◆ Task to carry out: Would you reproduce, without any alteration, the lines from the opening line of the entries through the line that has "on the wire." in it?

[Saved entries]
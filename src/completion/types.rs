//! Wire types for the OpenAI-compatible completions endpoint

use crate::conversation::{Speaker, Turn};
use serde::{Deserialize, Serialize};

/// Message role on the wire.
#[derive(Debug, Clone, Copy, PartialEq, Eq, Serialize, Deserialize)]
#[serde(rename_all = "lowercase")]
pub enum Role {
    System,
    User,
    Assistant,
}

/// One `{role, content}` entry of the outbound message list.
#[derive(Debug, Clone, PartialEq, Eq, Serialize, Deserialize)]
pub struct ChatMessage {
    pub role: Role,
    pub content: String,
}

impl ChatMessage {
    /// System-role entry carrying the policy instructions.
    pub fn system(content: impl Into<String>) -> Self {
        Self {
            role: Role::System,
            content: content.into(),
        }
    }

    /// Map a transcript turn onto its wire role.
    pub fn from_turn(turn: &Turn) -> Self {
        let role = match turn.speaker {
            Speaker::User => Role::User,
            Speaker::Assistant => Role::Assistant,
        };
        Self {
            role,
            content: turn.text.clone(),
        }
    }
}

/// Body POSTed to the endpoint: model id plus the ordered message list,
/// nothing else (no sampling parameters, no stream flag).
#[derive(Debug, Clone, PartialEq, Eq, Serialize)]
pub struct ChatRequest {
    pub model: String,
    pub messages: Vec<ChatMessage>,
}

/// Parsed completion response. Unknown fields are ignored; a missing
/// `choices` array decodes as empty rather than failing, so shape problems
/// surface as an absent first reply.
#[derive(Debug, Clone, Deserialize)]
pub struct ChatResponse {
    #[serde(default)]
    pub choices: Vec<ChatChoice>,
}

#[derive(Debug, Clone, Deserialize)]
pub struct ChatChoice {
    pub message: ReplyMessage,
}

/// Assistant message inside a choice. `content` can be absent or null.
#[derive(Debug, Clone, Deserialize)]
pub struct ReplyMessage {
    #[serde(default)]
    pub content: Option<String>,
}

impl ChatResponse {
    /// Reply text of the first completion choice, if the response carries
    /// one. `None` means the response was not usable.
    pub fn first_reply(&self) -> Option<&str> {
        self.choices.first().and_then(|c| c.message.content.as_deref())
    }
}
//! Concurrency guard for the per-session busy flag

use std::sync::atomic::{AtomicBool, Ordering};

/// Guard that clears the busy flag on drop, so it is always released even
/// if the submission future is dropped or returns early.
pub(crate) struct BusyGuard<'a> {
    flag: &'a AtomicBool,
}

impl<'a> BusyGuard<'a> {
    /// Attempt to flip idle to busy. Returns `None` when a request is
    /// already in flight.
    pub(crate) fn acquire(flag: &'a AtomicBool) -> Option<Self> {
        flag.compare_exchange(false, true, Ordering::Acquire, Ordering::Relaxed)
            .ok()?;
        Some(Self { flag })
    }
}

impl Drop for BusyGuard<'_> {
    fn drop(&mut self) {
        self.flag.store(false, Ordering::Release);
    }
}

◆ Solved exercise:
filename src/completion/types.rs
//! Wire types for the OpenAI-compatible completions endpoint

use crate::conversation::{Speaker, Turn};
use serde::{Deserialize, Serialize};

/// Message role on the wire.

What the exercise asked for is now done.